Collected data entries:
_ _ _

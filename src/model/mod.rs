//! Dataset entities
//!
//! Seven record types linked by string foreign keys:
//! - Contract → Vendor, Project, Personnel (contracting officer)
//! - Project → Personnel (program manager)
//! - Transaction, Modification, Deliverable → Contract, Personnel
//! - Personnel → Personnel (optional supervisor)

pub mod enums;
pub mod records;

pub use enums::{
    Acceptance, ContractStatus, ContractType, DeliverableStatus, DeliverableType, Department,
    ModificationStatus, ModificationType, PersonnelRole, Priority, ProjectType, SecurityClearance,
    TransactionType, VendorSize,
};
pub use records::{
    Contract, CsvRecord, Deliverable, Modification, PastPerformance, Personnel, PointOfContact, Project,
    Transaction, Vendor,
};

/// Procurement categories a vendor can cover
pub const VENDOR_CATEGORIES: [&str; 13] = [
    "IT Services",
    "Hardware",
    "Software",
    "Engineering",
    "R&D",
    "Professional Services",
    "Manufacturing",
    "Logistics",
    "Consulting",
    "Training",
    "Facilities",
    "Security",
    "Telecommunications",
];

/// Small-business and socioeconomic program designations
pub const SOCIOECONOMIC_FLAGS: [&str; 6] = ["8(a)", "SDVOSB", "WOSB", "HUBZone", "SB", "LB"];
//! CFA Synth CLI: command-line interface for the dataset generator

use anyhow::Context;
use cfa_synth::{DatasetGenerator, FiscalPeriod, GenerationSummary, GeneratorConfig};
use chrono::NaiveDate;
use clap::{Parser, Subcommand};
use comfy_table::{ContentArrangement, Table};
use std::path::PathBuf;
use tracing_subscriber::EnvFilter;

#[derive(Parser)]
#[command(name = "cfa-synth", version, about = "Synthetic defense contract dataset generator")]
struct Cli {
    /// Output format
    #[arg(long, default_value = "table", global = true)]
    format: OutputFormat,

    #[command(subcommand)]
    command: Commands,
}

#[derive(Clone, clap::ValueEnum)]
enum OutputFormat {
    Table,
    Json,
}

#[derive(Subcommand)]
enum Commands {
    /// Generate the full dataset
    Generate {
        /// YAML config file; flags below override its values
        #[arg(long)]
        config: Option<PathBuf>,

        /// Directory the files are written into
        #[arg(long, env = "CFA_OUTPUT_DIR")]
        output_dir: Option<PathBuf>,

        #[arg(long)]
        contracts: Option<usize>,
        #[arg(long)]
        vendors: Option<usize>,
        #[arg(long)]
        projects: Option<usize>,
        #[arg(long)]
        transactions: Option<usize>,
        #[arg(long)]
        modifications: Option<usize>,
        #[arg(long)]
        deliverables: Option<usize>,
        #[arg(long)]
        personnel: Option<usize>,

        /// Seed for a reproducible run
        #[arg(long)]
        seed: Option<u64>,

        /// Anchor date for personnel hire dates (YYYY-MM-DD)
        #[arg(long)]
        reference_date: Option<NaiveDate>,
    },
    /// Show the fiscal year and quarter of a date
    Fiscal {
        /// Calendar date (YYYY-MM-DD)
        date: NaiveDate,
    },
    /// Print the default configuration as YAML
    Config,
}

fn main() {
    tracing_subscriber::fmt()
        .with_env_filter(EnvFilter::try_from_default_env().unwrap_or_else(|_| EnvFilter::new("info")))
        .init();

    let cli = Cli::parse();

    let result = match cli.command {
        Commands::Generate {
            config,
            output_dir,
            contracts,
            vendors,
            projects,
            transactions,
            modifications,
            deliverables,
            personnel,
            seed,
            reference_date,
        } => load_config(config.as_ref()).and_then(|mut cfg| {
            if let Some(dir) = output_dir {
                cfg.output_dir = dir;
            }
            override_count(&mut cfg.contracts, contracts);
            override_count(&mut cfg.vendors, vendors);
            override_count(&mut cfg.projects, projects);
            override_count(&mut cfg.transactions, transactions);
            override_count(&mut cfg.modifications, modifications);
            override_count(&mut cfg.deliverables, deliverables);
            override_count(&mut cfg.personnel, personnel);
            if seed.is_some() {
                cfg.seed = seed;
            }
            if reference_date.is_some() {
                cfg.reference_date = reference_date;
            }
            run_generate(cfg, &cli.format)
        }),
        Commands::Fiscal { date } => run_fiscal(date, &cli.format),
        Commands::Config => run_config(),
    };

    if let Err(e) = result {
        eprintln!("Error: {:#}", e);
        std::process::exit(1);
    }
}

fn load_config(path: Option<&PathBuf>) -> anyhow::Result<GeneratorConfig> {
    match path {
        Some(path) => GeneratorConfig::from_yaml_file(path)
            .with_context(|| format!("loading config {}", path.display())),
        None => Ok(GeneratorConfig::default()),
    }
}

fn override_count(target: &mut usize, value: Option<usize>) {
    if let Some(v) = value {
        *target = v;
    }
}

fn run_generate(config: GeneratorConfig, format: &OutputFormat) -> anyhow::Result<()> {
    let output_dir = config.output_dir.clone();
    let summary = DatasetGenerator::new(config)
        .run()
        .with_context(|| format!("generating dataset into {}", output_dir.display()))?;

    match format {
        OutputFormat::Json => println!("{}", serde_json::to_string_pretty(&summary)?),
        OutputFormat::Table => print_summary_table(&summary),
    }
    Ok(())
}

fn print_summary_table(summary: &GenerationSummary) {
    let mut table = Table::new();
    table.set_content_arrangement(ContentArrangement::Dynamic);
    table.set_header(vec!["Entity", "Requested", "Written", "Skipped"]);
    for (label, count) in summary.rows() {
        table.add_row(vec![
            label.to_string(),
            count.requested.to_string(),
            count.written.to_string(),
            count.skipped().to_string(),
        ]);
    }
    println!("{}", table);
    println!("Files are in {}", summary.output_dir.display());
    if let Some(seed) = summary.seed {
        println!("Seed: {}", seed);
    }
}

fn run_fiscal(date: NaiveDate, format: &OutputFormat) -> anyhow::Result<()> {
    let period = FiscalPeriod::from_date(date);
    match format {
        OutputFormat::Json => println!("{}", serde_json::to_string_pretty(&period)?),
        OutputFormat::Table => println!("{} → {}", date, period),
    }
    Ok(())
}

fn run_config() -> anyhow::Result<()> {
    print!("{}", GeneratorConfig::default().to_yaml()?);
    Ok(())
}
//! Error types for dataset generation

use std::io;
use thiserror::Error;

/// Generation errors
///
/// Everything here is fatal for a run. The one tolerated condition, a
/// dependent record whose contract cannot be resolved, never surfaces as an
/// error: the record is skipped.
#[derive(Error, Debug)]
pub enum GenerateError {
    /// I/O error
    #[error("I/O error: {0}")]
    Io(#[from] io::Error),

    /// CSV encoding error
    #[error("CSV error: {0}")]
    Csv(#[from] csv::Error),

    /// JSON encoding error
    #[error("JSON error: {0}")]
    Json(#[from] serde_json::Error),

    /// YAML config error
    #[error("YAML error: {0}")]
    Yaml(#[from] serde_yaml::Error),

    /// Configuration rejected before the run started
    #[error("Invalid configuration: {0}")]
    InvalidConfig(String),

    /// Weight table could not be turned into a distribution
    #[error("Invalid weight table: {0}")]
    Sampling(#[from] rand::distributions::WeightedError),
}

pub type GenerateResult<T> = Result<T, GenerateError>;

_ _ _

PROBLEM STATEMENT ::
Please repeat the entries above exactly as they read.

WRITTEN REPLY ::
filename src/model/mod.rs
//! Dataset entities
//!
//! Seven record types linked by string foreign keys:
//! - Contract → Vendor, Project, Personnel (contracting officer)
//! - Project → Personnel (program manager)
//! - Transaction, Modification, Deliverable → Contract, Personnel
//! - Personnel → Personnel (optional supervisor)

pub mod enums;
pub mod records;

pub use enums::{
    Acceptance, ContractStatus, ContractType, DeliverableStatus, DeliverableType, Department,
    ModificationStatus, ModificationType, PersonnelRole, Priority, ProjectType, SecurityClearance,
    TransactionType, VendorSize,
};
pub use records::{
    Contract, CsvRecord, Deliverable, Modification, PastPerformance, Personnel, PointOfContact, Project,
    Transaction, Vendor,
};

/// Procurement categories a vendor can cover
pub const VENDOR_CATEGORIES: [&str; 13] = [
    "IT Services",
    "Hardware",
    "Software",
    "Engineering",
    "R&D",
    "Professional Services",
    "Manufacturing",
    "Logistics",
    "Consulting",
    "Training",
    "Facilities",
    "Security",
    "Telecommunications",
];

/// Small-business and socioeconomic program designations
pub const SOCIOECONOMIC_FLAGS: [&str; 6] = ["8(a)", "SDVOSB", "WOSB", "HUBZone", "SB", "LB"];
//! CFA Synth CLI: command-line interface for the dataset generator

use anyhow::Context;
use cfa_synth::{DatasetGenerator, FiscalPeriod, GenerationSummary, GeneratorConfig};
use chrono::NaiveDate;
use clap::{Parser, Subcommand};
use comfy_table::{ContentArrangement, Table};
use std::path::PathBuf;
use tracing_subscriber::EnvFilter;

#[derive(Parser)]
#[command(name = "cfa-synth", version, about = "Synthetic defense contract dataset generator")]
struct Cli {
    /// Output format
    #[arg(long, default_value = "table", global = true)]
    format: OutputFormat,

    #[command(subcommand)]
    command: Commands,
}

#[derive(Clone, clap::ValueEnum)]
enum OutputFormat {
    Table,
    Json,
}

#[derive(Subcommand)]
enum Commands {
    /// Generate the full dataset
    Generate {
        /// YAML config file; flags below override its values
        #[arg(long)]
        config: Option<PathBuf>,

        /// Directory the files are written into
        #[arg(long, env = "CFA_OUTPUT_DIR")]
        output_dir: Option<PathBuf>,

        #[arg(long)]
        contracts: Option<usize>,
        #[arg(long)]
        vendors: Option<usize>,
        #[arg(long)]
        projects: Option<usize>,
        #[arg(long)]
        transactions: Option<usize>,
        #[arg(long)]
        modifications: Option<usize>,
        #[arg(long)]
        deliverables: Option<usize>,
        #[arg(long)]
        personnel: Option<usize>,

        /// Seed for a reproducible run
        #[arg(long)]
        seed: Option<u64>,

        /// Anchor date for personnel hire dates (YYYY-MM-DD)
        #[arg(long)]
        reference_date: Option<NaiveDate>,
    },
    /// Show the fiscal year and quarter of a date
    Fiscal {
        /// Calendar date (YYYY-MM-DD)
        date: NaiveDate,
    },
    /// Print the default configuration as YAML
    Config,
}

fn main() {
    tracing_subscriber::fmt()
        .with_env_filter(EnvFilter::try_from_default_env().unwrap_or_else(|_| EnvFilter::new("info")))
        .init();

    let cli = Cli::parse();

    let result = match cli.command {
        Commands::Generate {
            config,
            output_dir,
            contracts,
            vendors,
            projects,
            transactions,
            modifications,
            deliverables,
            personnel,
            seed,
            reference_date,
        } => load_config(config.as_ref()).and_then(|mut cfg| {
            if let Some(dir) = output_dir {
                cfg.output_dir = dir;
            }
            override_count(&mut cfg.contracts, contracts);
            override_count(&mut cfg.vendors, vendors);
            override_count(&mut cfg.projects, projects);
            override_count(&mut cfg.transactions, transactions);
            override_count(&mut cfg.modifications, modifications);
            override_count(&mut cfg.deliverables, deliverables);
            override_count(&mut cfg.personnel, personnel);
            if seed.is_some() {
                cfg.seed = seed;
            }
            if reference_date.is_some() {
                cfg.reference_date = reference_date;
            }
            run_generate(cfg, &cli.format)
        }),
        Commands::Fiscal { date } => run_fiscal(date, &cli.format),
        Commands::Config => run_config(),
    };

    if let Err(e) = result {
        eprintln!("Error: {:#}", e);
        std::process::exit(1);
    }
}

fn load_config(path: Option<&PathBuf>) -> anyhow::Result<GeneratorConfig> {
    match path {
        Some(path) => GeneratorConfig::from_yaml_file(path)
            .with_context(|| format!("loading config {}", path.display())),
        None => Ok(GeneratorConfig::default()),
    }
}

fn override_count(target: &mut usize, value: Option<usize>) {
    if let Some(v) = value {
        *target = v;
    }
}

fn run_generate(config: GeneratorConfig, format: &OutputFormat) -> anyhow::Result<()> {
    let output_dir = config.output_dir.clone();
    let summary = DatasetGenerator::new(config)
        .run()
        .with_context(|| format!("generating dataset into {}", output_dir.display()))?;

    match format {
        OutputFormat::Json => println!("{}", serde_json::to_string_pretty(&summary)?),
        OutputFormat::Table => print_summary_table(&summary),
    }
    Ok(())
}

fn print_summary_table(summary: &GenerationSummary) {
    let mut table = Table::new();
    table.set_content_arrangement(ContentArrangement::Dynamic);
    table.set_header(vec!["Entity", "Requested", "Written", "Skipped"]);
    for (label, count) in summary.rows() {
        table.add_row(vec![
            label.to_string(),
            count.requested.to_string(),
            count.written.to_string(),
            count.skipped().to_string(),
        ]);
    }
    println!("{}", table);
    println!("Files are in {}", summary.output_dir.display());
    if let Some(seed) = summary.seed {
        println!("Seed: {}", seed);
    }
}

fn run_fiscal(date: NaiveDate, format: &OutputFormat) -> anyhow::Result<()> {
    let period = FiscalPeriod::from_date(date);
    match format {
        OutputFormat::Json => println!("{}", serde_json::to_string_pretty(&period)?),
        OutputFormat::Table => println!("{} → {}", date, period),
    }
    Ok(())
}

fn run_config() -> anyhow::Result<()> {
    print!("{}", GeneratorConfig::default().to_yaml()?);
    Ok(())
}
//! Error types for dataset generation

use std::io;
use thiserror::Error;

/// Generation errors
///
/// Everything here is fatal for a run. The one tolerated condition, a
/// dependent record whose contract cannot be resolved, never surfaces as an
/// error: the record is skipped.
#[derive(Error, Debug)]
pub enum GenerateError {
    /// I/O error
    #[error("I/O error: {0}")]
    Io(#[from] io::Error),

    /// CSV encoding error
    #[error("CSV error: {0}")]
    Csv(#[from] csv::Error),

    /// JSON encoding error
    #[error("JSON error: {0}")]
    Json(#[from] serde_json::Error),

    /// YAML config error
    #[error("YAML error: {0}")]
    Yaml(#[from] serde_yaml::Error),

    /// Configuration rejected before the run started
    #[error("Invalid configuration: {0}")]
    InvalidConfig(String),

    /// Weight table could not be turned into a distribution
    #[error("Invalid weight table: {0}")]
    Sampling(#[from] rand::distributions::WeightedError),
}

pub type GenerateResult<T> = Result<T, GenerateError>;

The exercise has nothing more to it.